Sacred cats were fed milk with bread, for which they were specially bred in tanks with fish that did not have scales. The one who encroached on the life of cats was punished severely. The cat was protected by law and who dared to raise his hand to her, threatened with the death penalty. After death, cats were buried according to a ritual that resembles a human burial: the owners of the cat and their relatives shaved their eyebrows as a sign of mourning, and the body of the cat embalmed. The finished mummy was sewn into a linen shroud or encased in a sarcophagus and placed in one of the countless necropolises specifically designed for cats and built along the banks of the Nile. At the end of the last century, several tens of thousands of cat mummies were found near the village of Beni-Gasan in Lower Egypt. The worship of the cat in Egypt was so great that in 525 g. BC, as legend has it, it led to terrible consequences. Persian king Cambyses decided to capture the valley of the Nile. The Persians did not know how to storm the fortified cities and were forced to stop at the walls of the city of Pelusia. Kambizu had a brilliant idea: on his orders, every soldier strengthened a live cat on his chest so that it was clearly visible. The army moved forward, protected by human shields. The Egyptians were afraid to injure or kill the sacred animals and surrendered. Cambyses conquered Egypt and founded the 27th dynasty. (Bernard Brier. Wild cats. M .: Dialog, 1995)
Egyptian plastic left us many wonderful statues of beautiful cats.
The art of Egypt has always been famous for the image of animals. The animalistic plastic art of Egypt reached great development during the Saissian period (663 – 525 BC).
In 7 BC there was the unification of Egypt under the rule of the pharaohs who founded the 26th dynasty. The capital of an independent state was the city of Sais. For the culture of this era was characterized by an appeal to the traditions of the Old Kingdom, the desire to idealize the distant past. Saiss masters, borrowing the ancient artistic canons, created a peculiar style, cold and refined; achieved high technical excellence. In the museums of our country among the various genres and types of Egyptian art is presented and animalistic sculpture. Bronze statuettes of cats from the Saissian period are exhibited in the Hermitage, the State Museum of Fine Arts, the Museum of Arts of the Oriental People and others. There is a statuette in the Arkhangelskoye museum situated near Moscow, inside of which there is a mummified cat’s head. This sculpture, brought to Russia in 1850, was found in the pyramids of Saqqara in Lower Egypt, near Memphis.

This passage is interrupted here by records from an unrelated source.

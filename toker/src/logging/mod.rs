//! Process-wide logging for the tokenizer
//!
//! Library code reports through the `log_*!` macros. Until a binary calls
//! `init_global_logging` there is no logger and every macro is a no-op, so
//! embedding the library needs no setup.

pub mod codes;
pub mod config;
pub mod events;
pub mod macros;
pub mod service;

use std::sync::{Arc, OnceLock};
use thiserror::Error;

pub use codes::Code;
pub use events::{LogEvent, LogLevel};
pub use service::{ConsoleLogger, JsonLogger, Logger, LoggingService, MemoryLogger};

#[derive(Debug, Error, PartialEq, Eq)]
pub enum LoggingError {
    #[error("Global logger already initialized")]
    LoggerAlreadySet,

    #[error("Runtime logging preferences already initialized")]
    PreferencesAlreadySet,
}

impl LoggingError {
    pub fn error_code(&self) -> Code {
        codes::system::INITIALIZATION_FAILURE
    }
}

// ============================================================================
// GLOBAL STATE
// ============================================================================

static GLOBAL_LOGGER: OnceLock<Arc<LoggingService>> = OnceLock::new();

/// Install a logger built from the runtime logging preferences
pub fn init_global_logging() -> Result<(), LoggingError> {
    let service = Arc::new(LoggingService::from_preferences());
    init_global_logging_with_service(service.clone())?;

    service.log_event(
        LogEvent::success(
            codes::success::SYSTEM_INITIALIZATION_COMPLETED,
            "Global logging initialized",
        )
        .with_context("min_level", service.min_level().as_str()),
    );
    Ok(())
}

pub fn init_global_logging_with_service(service: Arc<LoggingService>) -> Result<(), LoggingError> {
    GLOBAL_LOGGER
        .set(service)
        .map_err(|_| LoggingError::LoggerAlreadySet)
}

pub fn is_initialized() -> bool {
    GLOBAL_LOGGER.get().is_some()
}

pub fn try_get_global_logger() -> Option<&'static LoggingService> {
    GLOBAL_LOGGER.get().map(|service| service.as_ref())
}

// ============================================================================
// MACRO SUPPORT
// ============================================================================

/// Whether an event at `level` would reach the global logger. Macros check
/// this before building the event.
pub fn enabled(level: LogLevel) -> bool {
    try_get_global_logger().is_some_and(|logger| logger.should_log(level))
}

pub fn emit(event: LogEvent) {
    if let Some(logger) = try_get_global_logger() {
        logger.log_event(event);
    }
}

Bronze figurines of cats are distinguished by the finest surface modeling. Soft contours emphasize the plasticity of the body, elegant silhouette. The naturalness and grace of the beast were skillfully conveyed .. The figures, as a rule, were richly ticked off. The statuettes from the Hermitage have necklaces around their neck, scarabs on the crown and eyes encrusted with gold.
Made with love, these figurines are exquisite and at the same time they are discreetly detached, even strict. As if reminding everyone that Bastet is the gracious hypostasis of the terrible lion-headed goddess Sokhmet, daughter of the sun god Ra, supporting Maat – universal harmony – and punishing those who violate it.
Perhaps this is the living embodiment of the ancient goddess?